Leia abaixo alguns dos depoimentos presentes no livro:
“Muitos deles vinham assistir para aprender a torturar. E lá estava eu, uma mulher franzina no meio daqueles homens alucinados, que quase babavam. Hoje, eu ainda vejo a cara dessas pessoas, são lembranças muito fortes. Eu vejo a cara do estuprador. Era uma cara redonda. Era um homem gordo, que me dava choques na vagina e dizia: ‘Você vai parir eletricidade’. Depois disso, me estuprou ali mesmo. Levei muitos murros, pontapés, passei por um corredor polonês. Fiquei um tempão amarrada num banco, com a cabeça solta e levando choques nos dedos dos pés e das mãos. Para aumentar a carga dos choques, eles usavam uma televisão, mudando de canal, ‘telefone’, velas acesas, agulhas e pingos de água no nariz, que é o único trauma que permaneceu até hoje. Em todas as vezes em que eu era pendurada, eu ficava nua, amarrada pelos pés, de cabeça para baixo, enquanto davam choques na minha vagina, boca, língua, olhos, narinas. Tinha um bastão com dois pontinhos que eles punham muito nos seios. E jogavam água para o choque ficar mais forte, além de muita porrada. O estupro foi nos primeiros dias, o que foi terrível para mim. Eu tinha de lutar muito para continuar resistindo. Felizmente, eu consegui. Só que eu não perco a imagem do homem. É uma cena ainda muito presente. Depois do estupro, houve uma pequena trégua, porque eu estava desfalecida. Eles tinham aplicado uma injeção de pentotal, que chamavam de ‘soro da verdade’, e eu estava muito zonza. Eles tiveram muito ódio de mim porque diziam que eu era macho de aguentar. Perguntavam quem era meu professor de ioga, porque, como eu estava agüentando muito a tortura, na cabeça deles eu devia fazer ioga. Me tratavam de ‘puta’, ‘ordinária’. Me tratavam como uma pessoa completamente desumana. Eu também os enfrentei muito. Com certa tranquilidade, eu dizia que eles eram seres anormais, que faziam parte de uma engrenagem podre. Eu me sentia fortalecida com isso, me achava com a moral mais alta.

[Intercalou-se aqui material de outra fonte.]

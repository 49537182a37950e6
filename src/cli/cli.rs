use std::path::PathBuf;

use clap::{Parser, Subcommand};

use crate::application::data::LogLevel;
use crate::config::parse_octal_mode;

const MAX_MODE: u32 = 0o7777;

fn parse_mode(input: &str) -> Result<u32, String> {
    match parse_octal_mode(input) {
        Ok(mode) if mode <= MAX_MODE => Ok(mode),
        Ok(mode) => Err(format!("mode {mode:o} is out of range")),
        Err(error) => Err(format!("'{input}' is not an octal mode: {error}")),
    }
}

#[derive(Parser, Debug, Clone)]
#[command(version, about = "Walk, copy, delete and chmod filesystem trees")]
pub struct Cli {
    #[command(subcommand)]
    pub command: Command,

    #[clap(long, short, default_value = "warn", value_enum, global = true)]
    pub log_level: LogLevel,

    /// Directory holding the optional treekit.yaml settings file
    #[clap(long, short, default_value = ".", global = true)]
    pub root: PathBuf,
}

#[derive(Subcommand, Debug, Clone, PartialEq, Eq)]
pub enum Command {
    /// Print the normalized form of a path
    Normalize { path: String },
    /// Join path fragments and normalize the result
    Join {
        #[arg(required = true)]
        paths: Vec<String>,
    },
    /// Tell whether a path is absolute
    IsAbsolute { path: String },
    /// List every file and directory below a directory, in natural order
    Ls { dir: PathBuf },
    /// Print the total size of the files below a directory
    Size {
        dir: PathBuf,
        #[arg(long, short)]
        decimals: Option<usize>,
        /// Print the raw byte count instead of a formatted size
        #[arg(long)]
        bytes: bool,
    },
    /// Format a byte count in base-1024 units
    Format {
        bytes: u64,
        #[arg(long, short)]
        decimals: Option<usize>,
    },
    /// Create a directory and its missing parents
    Mkdir {
        dir: PathBuf,
        #[arg(long, short, value_parser = parse_mode)]
        mode: Option<u32>,
    },
    /// Copy a file or a directory tree (a directory target is emptied first)
    Cp {
        origin: PathBuf,
        target: PathBuf,
        #[arg(long)]
        no_overwrite: bool,
    },
    /// Delete files or directory trees; absent paths are ignored
    Rm {
        #[arg(required = true)]
        paths: Vec<PathBuf>,
    },
    /// Move a file or a directory tree
    Mv {
        origin: PathBuf,
        target: PathBuf,
        #[arg(long)]
        no_overwrite: bool,
    },
    /// Recursively apply directory and file modes
    Writable {
        path: PathBuf,
        #[arg(long, value_parser = parse_mode)]
        dir_mode: Option<u32>,
        #[arg(long, value_parser = parse_mode)]
        file_mode: Option<u32>,
    },
    /// Print a file's content
    Read { file: PathBuf },
    /// Write content to a file, creating its parent directories
    Write {
        file: PathBuf,
        content: String,
        #[arg(long, short, value_parser = parse_mode)]
        mode: Option<u32>,
    },
}

#[cfg(test)]
mod tests {
    use super::*;
    use clap::CommandFactory;

    #[test]
    fn cli_definition_is_consistent() {
        Cli::command().debug_assert();
    }

    #[test]
    fn parses_global_flags_after_subcommand() {
        let cli = Cli::try_parse_from(["treekit", "ls", "some/dir", "--log-level", "debug"])
            .expect("Arguments should parse");

        assert_eq!(cli.log_level, LogLevel::Debug);
        assert_eq!(
            cli.command,
            Command::Ls {
                dir: PathBuf::from("some/dir")
            }
        );
    }

    #[test]
    fn parses_octal_modes() {
        let cli = Cli::try_parse_from([
            "treekit",
            "writable",
            "tree",
            "--dir-mode",
            "0o755",
            "--file-mode",
            "644",
        ])
        .expect("Arguments should parse");

        assert_eq!(
            cli.command,
            Command::Writable {
                path: PathBuf::from("tree"),
                dir_mode: Some(0o755),
                file_mode: Some(0o644),
            }
        );
    }

    #[test]
    fn rejects_out_of_range_mode() {
        let result = Cli::try_parse_from(["treekit", "mkdir", "dir", "--mode", "77777"]);
        assert!(result.is_err());
    }

    #[test]
    fn rm_requires_a_path() {
        let result = Cli::try_parse_from(["treekit", "rm"]);
        assert!(result.is_err());
    }
}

[DULCE MAIA, ex-militante da Vanguarda Popular Revolucionária (VPR), era produtora cultural quando foi presa na madrugada de 26 de janeiro de 1969, em São Paulo (SP). Hoje, vive em Cunha (SP), é ambientalista, dirige a ONG Econsenso e é cogestora do Parque Nacional da Serra da Bocaina].

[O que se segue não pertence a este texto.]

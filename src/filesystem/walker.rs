use std::io;
use std::path::{Path, PathBuf};

use snafu::{ResultExt, ensure};
use tracing::debug;
use walkdir::WalkDir;

use crate::ext::NormalizedPathExt;
use crate::filesystem::entry::{DirectoryEntry, EntryKind};
use crate::filesystem::error::{FsError, InvalidInputSnafu, ReadFailedSnafu};
use crate::filesystem::natural::natural_cmp;

/// Depth-first, self-first walk over everything below `root`.
///
/// A directory is yielded before its descendants and siblings come out in
/// natural order of their names. Symbolic links are reported but never
/// followed. When a directory cannot be read the walk yields one
/// [`FsError::ReadFailed`] and carries on with whatever is still pending.
pub struct Walker {
    root: PathBuf,
    inner: walkdir::IntoIter,
}

impl Walker {
    pub fn new(root: impl AsRef<Path>) -> Self {
        let root = root.as_ref().to_path_buf();
        let inner = WalkDir::new(&root)
            .min_depth(1)
            .follow_links(false)
            .sort_by(|a, b| {
                natural_cmp(
                    &a.file_name().to_string_lossy(),
                    &b.file_name().to_string_lossy(),
                )
            })
            .into_iter();

        Self { root, inner }
    }

    fn to_entry(&self, entry: walkdir::DirEntry) -> Result<DirectoryEntry, FsError> {
        let kind = EntryKind::from(entry.file_type());
        let size = match kind {
            EntryKind::File => entry
                .metadata()
                .map_err(io::Error::from)
                .context(ReadFailedSnafu { path: entry.path() })?
                .len(),
            _ => 0,
        };
        let sub_path = entry
            .path()
            .strip_prefix(&self.root)
            .unwrap_or(entry.path())
            .to_path_buf();

        Ok(DirectoryEntry {
            path: entry.into_path(),
            sub_path,
            kind,
            size,
        })
    }

    fn to_error(&self, error: walkdir::Error) -> FsError {
        let path = error.path().unwrap_or(&self.root).to_path_buf();
        FsError::ReadFailed {
            path,
            source: io::Error::from(error),
        }
    }
}

impl Iterator for Walker {
    type Item = Result<DirectoryEntry, FsError>;

    fn next(&mut self) -> Option<Self::Item> {
        match self.inner.next()? {
            Ok(entry) => Some(self.to_entry(entry)),
            Err(error) => Some(Err(self.to_error(error))),
        }
    }
}

/// Paths of every file and directory below `dir`, in natural order of the
/// full path strings.
pub fn list(dir: impl AsRef<Path>) -> Result<Vec<PathBuf>, FsError> {
    let dir = dir.as_ref();
    ensure!(
        dir.is_dir(),
        InvalidInputSnafu {
            path: dir,
            reason: "the path must be an existing directory",
        }
    );

    let mut contents = Walker::new(dir)
        .map(|entry| entry.map(|entry| entry.path))
        .collect::<Result<Vec<_>, _>>()?;

    if !contents.is_empty() {
        contents.sort_by(|a, b| natural_cmp(&a.to_string_lossy(), &b.to_string_lossy()));
    }
    debug!("Listed {} entries under {}", contents.len(), dir.normalized_display());

    Ok(contents)
}

/// Total byte length of the regular files below `dir`.
///
/// Unlike [`list`] this never fails: a missing root or an unreadable subtree
/// simply contributes nothing.
pub fn size(dir: impl AsRef<Path>) -> u64 {
    Walker::new(dir.as_ref())
        .filter_map(|entry| match entry {
            Ok(entry) => Some(entry),
            Err(error) => {
                debug!("Skipping unreadable entry while sizing: {}", error);
                None
            }
        })
        .filter(|entry| entry.kind == EntryKind::File)
        .map(|entry| entry.size)
        .sum()
}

“Quando fui presa, minha barriga de cinco meses de gravidez já estava bem visível. Fui levada à delegacia da Polícia Federal, onde, diante da minha recusa em dar informações a respeito de meu marido, Paulo Fontelles, comecei a ouvir, sob socos e pontapés: ‘Filho dessa raça não deve nascer’. Depois, fui levada ao Pelotão de Investigação Criminal (PIC), onde houve ameaças de tortura no pau de arara e choques. Dias depois, soube que Paulo também estava lá. Sofremos a tortura dos ‘refletores’. Eles nos mantinham acordados a noite inteira com uma luz forte no rosto. Fomos levados para o Batalhão de Polícia do Exército do Rio de Janeiro, onde, além de me colocarem na cadeira do dragão, bateram em meu rosto, pescoço, pernas, e fui submetida à ‘tortura cientifica’, numa sala profusamente iluminada. A pessoa que interrogava ficava num lugar mais alto, parecido com um púlpito. Da cadeira em que sentávamos saíam uns fios, que subiam pelas pernas e eram amarrados nos seios. As sensações que aquilo provocava eram indescritíveis: calor, frio, asfixia. De lá, fui levada para o Hospital do Exército e, depois, de volta à Brasília, onde fui colocada numa cela cheia de baratas. Eu estava muito fraca e não conseguia ficar nem em pé nem sentada. Como não tinha colchão, deitei-me no chão. As baratas, de todos os tamanhos, começaram a me roer. Eu só pude tirar o sutiã e tapar a boca e os ouvidos. Aí, levaram-me ao hospital da Guarnição em Brasília, onde fiquei até o nascimento do Paulo. Nesse dia, para apressar as coisas, o médico, irritadíssimo, induziu o parto e fez o corte sem anestesia. Foi uma experiência muito difícil, mas fiquei firme e não chorei. Depois disso, fi cavam dizendo que eu era fria, sem emoção, sem sentimentos. Todos queriam ver quem era a ‘fera’ que estava ali”.
[HECILDA FONTELLES VEIGA, ex-militante da Ação Popular (AP), era estudante de Ciências Sociais quando foi presa, em 6 de outubro de 1971, em Brasília (DF). Hoje, vive em Belém (PA), onde é professora do curso de Ciências Sociais da Universidade Federal do Pará (UFPA)].